The first international airmail flight from the United States occurred on March 3, 1919 when William Boeing and Eddie Hubbard flew 60 letters from Vancouver to Seattle. A year later, Hubbard would be the main pilot on the first international contract route between Victoria, British Columbia and Seattle. 

A Boeing Model C-700, the type used on the March 3, 1919 international flight

Over the next decade international routes were established to such destinations as Havana, Mexico City, the Canal Zone, and the Bahamas. 

Painting by John T. McCoy showing Charles Lindbergh's Sikorsky S-38 on the first airmail flight to the Canal Zone from Miami in February of 1929

The late 1920s also saw a series of experiments that investigated the delivery of mail to and from passenger ships. In 1927, aviator Clarence Chamberlain took off from a temporary flight deck on the passenger ship Leviathan, and flew 100 miles to New Jersey, delivering 60 pieces of mail. 

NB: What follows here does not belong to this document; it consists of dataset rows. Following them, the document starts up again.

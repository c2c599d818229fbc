use chrono::{DateTime, Utc};
use labelstation_core::IssuanceStatus;
use serde::{Deserialize, Serialize};

/// Issuance record: one label issued for one barcode.
///
/// Maps to the `ready_devices` table. `barcode` is unique; re-issuing a
/// barcode updates its row in place.
///
/// # Fields
///
/// * `id` - Auto-increment primary key
/// * `barcode` - Serial number printed on the label
/// * `scanner_id` - Role tag of the writer (`print_label` for this station)
/// * `scan_timestamp` - Time of the latest issuance
/// * `station_id` - Host name of the issuing station
/// * `status` - `preready` until a downstream scan moves it to `ready`
/// * `created_at` - First issuance
/// * `updated_at` - Last write by anyone
#[derive(Debug, Clone, PartialEq, Serialize, Deserialize, sqlx::FromRow)]
pub struct IssuanceRecord {
    pub id: i64,
    pub barcode: String,
    pub scanner_id: String,
    pub scan_timestamp: DateTime<Utc>,
    pub station_id: String,
    /// Raw status text. Use `get_status()` for the typed value.
    pub status: String,
    pub created_at: DateTime<Utc>,
    pub updated_at: DateTime<Utc>,
}

impl IssuanceRecord {
    /// Typed status.
    pub fn get_status(&self) -> IssuanceStatus {
        IssuanceStatus::from(self.status.as_str())
    }

    /// Whether the record still waits for a downstream scan.
    pub fn is_preready(&self) -> bool {
        self.get_status() == IssuanceStatus::Preready
    }
}

/// Values the station writes when it issues a label.
#[derive(Debug, Clone, PartialEq, Eq)]
pub struct NewIssuance {
    pub barcode: String,
    pub scanner_id: String,
    pub station_id: String,
    pub scan_timestamp: DateTime<Utc>,
}

impl NewIssuance {
    /// Issuance of `barcode` stamped with the current time.
    pub fn now(
        barcode: impl Into<String>,
        scanner_id: impl Into<String>,
        station_id: impl Into<String>,
    ) -> Self {
        Self {
            barcode: barcode.into(),
            scanner_id: scanner_id.into(),
            station_id: station_id.into(),
            scan_timestamp: Utc::now(),
        }
    }
}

Chamberlin prepares to take off from the Leviathan in his Fokker S.II


Two years later, Dr. Lytle Adams engineered a device that allowed for an airplane to drop off and pick up a mail sack from a ship while in flight. After several attempts, the device successfully dropped off and picked up a sack of mail from the Leviathan.  However, the operation was too difficult to be implemented long term. 

A letter that was picked up by Lytle's device from the Leviathan (thanks to Bill Allen)

On November 22, 1935 a Martin M-130 took off from Alameda, California and inaugurated the first Transpacific Airmail Service. The route would take the Martin to Hawaii, Midway, Wake, and Guam before arriving in Manila. Soon other Pacific routes would be open to Hong King, Australia and China.

On its inaugural flight, the Martin M-130 carried more than 100,000 pieces of mail

Transatlantic airmail service began in 1939, when Pan American Airlines flew the Boeing 314 from New York to Europe.  In addition to mail, the Boeing 314s would carry passengers in unprecedented comfort. 

Pan American Airlines Boeing 314 "California Clipper" 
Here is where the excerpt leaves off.